* _WHAT IS BEING ASKED_
Check each line of the material for "async" and report how many lines have it, with nothing added.

* _INPUT DATA_
== Segment start ==

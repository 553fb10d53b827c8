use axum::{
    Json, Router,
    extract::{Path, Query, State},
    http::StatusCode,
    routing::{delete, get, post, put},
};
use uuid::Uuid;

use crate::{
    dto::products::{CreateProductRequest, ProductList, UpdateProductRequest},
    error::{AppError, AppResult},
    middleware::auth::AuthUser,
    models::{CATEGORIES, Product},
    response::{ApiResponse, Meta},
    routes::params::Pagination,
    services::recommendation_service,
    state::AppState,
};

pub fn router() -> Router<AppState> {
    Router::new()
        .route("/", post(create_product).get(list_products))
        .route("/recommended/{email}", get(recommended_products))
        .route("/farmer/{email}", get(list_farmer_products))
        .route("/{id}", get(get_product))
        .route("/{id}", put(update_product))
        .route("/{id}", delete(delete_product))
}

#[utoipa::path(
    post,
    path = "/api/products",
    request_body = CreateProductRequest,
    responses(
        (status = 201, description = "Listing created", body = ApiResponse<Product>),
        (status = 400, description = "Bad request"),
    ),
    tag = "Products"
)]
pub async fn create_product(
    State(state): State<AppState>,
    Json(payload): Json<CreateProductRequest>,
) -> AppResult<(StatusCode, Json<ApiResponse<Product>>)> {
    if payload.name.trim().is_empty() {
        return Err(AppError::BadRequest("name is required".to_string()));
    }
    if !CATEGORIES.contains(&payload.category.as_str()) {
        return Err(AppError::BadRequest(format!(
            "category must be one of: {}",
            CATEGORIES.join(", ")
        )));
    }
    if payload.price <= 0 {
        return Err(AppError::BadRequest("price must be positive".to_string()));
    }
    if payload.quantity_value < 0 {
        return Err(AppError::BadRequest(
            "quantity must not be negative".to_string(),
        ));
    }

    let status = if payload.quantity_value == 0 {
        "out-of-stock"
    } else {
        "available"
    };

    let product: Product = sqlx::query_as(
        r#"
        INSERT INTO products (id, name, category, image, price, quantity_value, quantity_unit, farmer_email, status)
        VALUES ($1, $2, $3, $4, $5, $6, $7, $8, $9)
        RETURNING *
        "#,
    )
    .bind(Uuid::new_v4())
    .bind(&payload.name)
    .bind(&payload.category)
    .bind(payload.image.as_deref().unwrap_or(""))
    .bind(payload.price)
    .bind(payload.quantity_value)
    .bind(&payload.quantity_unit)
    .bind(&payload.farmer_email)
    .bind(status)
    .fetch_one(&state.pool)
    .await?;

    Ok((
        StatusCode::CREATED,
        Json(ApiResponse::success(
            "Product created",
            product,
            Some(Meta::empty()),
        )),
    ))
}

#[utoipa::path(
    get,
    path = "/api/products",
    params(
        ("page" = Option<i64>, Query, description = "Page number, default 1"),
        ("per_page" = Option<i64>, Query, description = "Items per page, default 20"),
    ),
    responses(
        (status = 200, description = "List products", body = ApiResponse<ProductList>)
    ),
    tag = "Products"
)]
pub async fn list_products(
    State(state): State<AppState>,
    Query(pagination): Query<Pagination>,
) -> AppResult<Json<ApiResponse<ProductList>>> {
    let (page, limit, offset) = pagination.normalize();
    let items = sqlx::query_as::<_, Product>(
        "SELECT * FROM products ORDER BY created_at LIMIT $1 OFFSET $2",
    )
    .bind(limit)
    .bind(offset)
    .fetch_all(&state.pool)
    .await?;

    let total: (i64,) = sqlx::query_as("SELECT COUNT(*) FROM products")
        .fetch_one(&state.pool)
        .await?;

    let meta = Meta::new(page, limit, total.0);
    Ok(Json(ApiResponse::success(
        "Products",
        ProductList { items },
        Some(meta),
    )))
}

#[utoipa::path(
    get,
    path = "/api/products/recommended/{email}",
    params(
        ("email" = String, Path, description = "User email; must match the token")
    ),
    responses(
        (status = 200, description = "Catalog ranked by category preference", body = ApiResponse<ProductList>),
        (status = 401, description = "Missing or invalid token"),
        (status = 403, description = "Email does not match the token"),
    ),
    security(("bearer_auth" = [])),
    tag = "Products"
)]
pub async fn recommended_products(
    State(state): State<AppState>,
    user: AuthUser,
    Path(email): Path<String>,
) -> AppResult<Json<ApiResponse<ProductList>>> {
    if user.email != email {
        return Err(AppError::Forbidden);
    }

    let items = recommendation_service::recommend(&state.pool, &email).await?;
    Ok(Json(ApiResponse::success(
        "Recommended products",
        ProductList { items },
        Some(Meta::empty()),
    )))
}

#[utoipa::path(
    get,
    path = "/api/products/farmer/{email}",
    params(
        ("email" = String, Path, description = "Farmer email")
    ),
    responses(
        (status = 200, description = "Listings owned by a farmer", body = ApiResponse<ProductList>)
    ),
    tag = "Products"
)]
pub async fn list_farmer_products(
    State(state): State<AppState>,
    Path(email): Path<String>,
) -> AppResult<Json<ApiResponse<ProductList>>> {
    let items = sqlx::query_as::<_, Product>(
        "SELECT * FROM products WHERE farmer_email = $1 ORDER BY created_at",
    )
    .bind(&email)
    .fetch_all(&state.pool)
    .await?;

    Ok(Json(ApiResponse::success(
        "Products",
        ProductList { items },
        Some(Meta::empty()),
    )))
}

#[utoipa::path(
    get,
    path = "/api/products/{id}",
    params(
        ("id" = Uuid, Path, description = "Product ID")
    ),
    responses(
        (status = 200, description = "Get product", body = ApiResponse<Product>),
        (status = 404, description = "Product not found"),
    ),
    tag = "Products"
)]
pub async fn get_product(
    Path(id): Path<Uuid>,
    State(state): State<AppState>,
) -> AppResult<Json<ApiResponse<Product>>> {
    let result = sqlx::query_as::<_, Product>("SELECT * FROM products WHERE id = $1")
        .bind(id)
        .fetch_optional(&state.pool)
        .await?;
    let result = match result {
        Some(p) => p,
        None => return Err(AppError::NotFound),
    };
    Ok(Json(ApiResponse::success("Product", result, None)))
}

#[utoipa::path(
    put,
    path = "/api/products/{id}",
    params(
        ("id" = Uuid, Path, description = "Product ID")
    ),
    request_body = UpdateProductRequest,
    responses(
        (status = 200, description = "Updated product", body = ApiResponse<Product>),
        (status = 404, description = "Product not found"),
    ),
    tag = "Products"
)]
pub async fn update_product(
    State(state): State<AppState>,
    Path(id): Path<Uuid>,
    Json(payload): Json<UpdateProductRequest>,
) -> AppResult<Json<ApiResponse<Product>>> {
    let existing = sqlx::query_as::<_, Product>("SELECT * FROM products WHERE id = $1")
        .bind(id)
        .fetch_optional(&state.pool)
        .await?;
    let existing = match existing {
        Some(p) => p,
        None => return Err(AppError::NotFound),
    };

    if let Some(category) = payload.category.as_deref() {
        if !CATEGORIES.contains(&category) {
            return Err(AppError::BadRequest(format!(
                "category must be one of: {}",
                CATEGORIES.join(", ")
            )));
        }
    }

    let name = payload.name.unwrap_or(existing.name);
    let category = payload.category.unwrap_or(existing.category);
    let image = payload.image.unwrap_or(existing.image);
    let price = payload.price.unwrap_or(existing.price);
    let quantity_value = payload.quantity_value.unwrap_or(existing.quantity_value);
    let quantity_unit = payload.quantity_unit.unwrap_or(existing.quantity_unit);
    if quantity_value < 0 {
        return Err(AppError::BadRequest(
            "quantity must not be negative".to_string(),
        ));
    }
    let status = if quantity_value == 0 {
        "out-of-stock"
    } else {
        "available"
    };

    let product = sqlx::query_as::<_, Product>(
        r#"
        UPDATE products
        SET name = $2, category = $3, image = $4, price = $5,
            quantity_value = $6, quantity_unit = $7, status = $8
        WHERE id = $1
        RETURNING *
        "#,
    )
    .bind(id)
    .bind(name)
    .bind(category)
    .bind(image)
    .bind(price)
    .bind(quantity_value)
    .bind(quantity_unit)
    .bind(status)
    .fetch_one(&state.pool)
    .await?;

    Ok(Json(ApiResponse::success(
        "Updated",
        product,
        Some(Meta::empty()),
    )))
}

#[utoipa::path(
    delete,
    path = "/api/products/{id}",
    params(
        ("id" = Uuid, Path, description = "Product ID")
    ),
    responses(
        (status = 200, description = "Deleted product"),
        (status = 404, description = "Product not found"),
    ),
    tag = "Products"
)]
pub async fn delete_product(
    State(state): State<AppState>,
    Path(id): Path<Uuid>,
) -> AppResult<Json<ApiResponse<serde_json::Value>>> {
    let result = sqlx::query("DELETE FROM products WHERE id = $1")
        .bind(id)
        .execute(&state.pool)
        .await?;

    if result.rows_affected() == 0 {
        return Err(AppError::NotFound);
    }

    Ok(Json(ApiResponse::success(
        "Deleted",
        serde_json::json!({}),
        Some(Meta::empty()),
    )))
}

== Segment end ==

* _SOLUTION_
7